Locate the string "Clone" in the listing below. Copy every line where it is found.
━━━━━ Exercise data ━━━━━
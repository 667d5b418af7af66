//! Casting passes and the frame orchestrator.
//!
//! * `walls`   – DDA per column and layer, z-buffer
//! * `floor`   – perspective floor below the base layer
//! * `sprites` – billboard projection and occlusion
//! * `engine`  – [`Engine`], which runs them in that order every frame

pub mod buffers;
pub mod config;
pub mod convergence;
mod engine;
pub mod floor;
pub mod order;
pub mod shading;
pub mod sprites;
pub mod types;
pub mod walls;

pub use buffers::{FloorBuffer, LayerBuffer, SpriteSlot, SpriteSlots};
pub use config::{ConfigError, EngineConfig, EngineError};
pub use convergence::Convergence;
pub use engine::Engine;
pub use sprites::SpriteCast;
pub use types::{ColumnSlice, Lighting, Screen, Viewer};
use glam::DVec2;

use crate::{
    renderer::Tint,
    world::{camera::CameraPose, geometry::Rect, texture::TextureId},
};

/// Constants that depend on the *frame-buffer*, not on the map.
#[derive(Clone, Copy, Debug, PartialEq, Eq)]
pub struct Screen {
    pub w: usize,
    pub h: usize,
    pub half_w: i32, // pre-derived for speed
    pub half_h: i32, // pre-derived for speed
}

impl Screen {
    pub fn new(w: usize, h: usize) -> Self {
        Self {
            w,
            h,
            half_w: w as i32 / 2,
            half_h: h as i32 / 2,
        }
    }

    /// Pixel whose ray defines the convergence point.
    #[inline]
    pub fn center(&self) -> (i32, i32) {
        (self.half_w - 1, self.half_h - 1)
    }
}

/// Camera state reused by every cast task of one frame.
#[derive(Clone, Copy, Debug)]
pub struct Viewer {
    pub pose: CameraPose,
    pub dir: DVec2,
    pub plane: DVec2,
    pub fov_depth: f64,
    /// Vertical eye offset in pixels at unit depth: `(pos_z − 0.5) · h`.
    pub cam_z: f64,
    /// Horizon shift in pixels derived from the pitch angle.
    pub pitch: i32,
    /// `f64::INFINITY` when unbounded.
    pub render_distance: f64,
    pub tex_size: i32,
}

impl Viewer {
    /// Ray direction through screen column `x`.
    #[inline]
    pub fn ray(&self, x: usize, w: usize) -> DVec2 {
        let camera_x = 2.0 * x as f64 / w as f64 - 1.0;
        self.dir + self.plane * camera_x
    }
}

/// Shading parameters shared by walls, floor and sprites.
#[derive(Clone, Copy, Debug, PartialEq)]
pub struct Lighting {
    pub falloff: f64,
    pub global_illumination: f64,
    pub min: Tint,
    pub max: Tint,
}

/// Read-only inputs shared by every column task of one frame.
pub struct CastContext<'a, G: ?Sized, T: ?Sized> {
    pub view: &'a Viewer,
    pub screen: Screen,
    pub grid: &'a G,
    pub textures: &'a T,
    pub light: &'a Lighting,
    pub tex_slices: &'a [Rect],
}

/// Render state of one screen column of one layer (wall or sprite).
#[derive(Clone, Copy, Debug, Default, PartialEq)]
pub struct ColumnSlice {
    /// `None` = nothing drawn in this column.
    pub texture: Option<TextureId>,
    /// Texture region, one texel wide.
    pub src: Rect,
    /// Screen region, one pixel wide.
    pub dst: Rect,
    pub tint: Tint,
    /// Perpendicular distance of a real wall hit.
    pub hit: Option<f64>,
}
━━━━━
- **Answer for the task**:
#[derive(Clone, Copy, Debug, PartialEq, Eq)]
#[derive(Clone, Copy, Debug)]
#[derive(Clone, Copy, Debug, PartialEq)]
#[derive(Clone, Copy, Debug, Default, PartialEq)]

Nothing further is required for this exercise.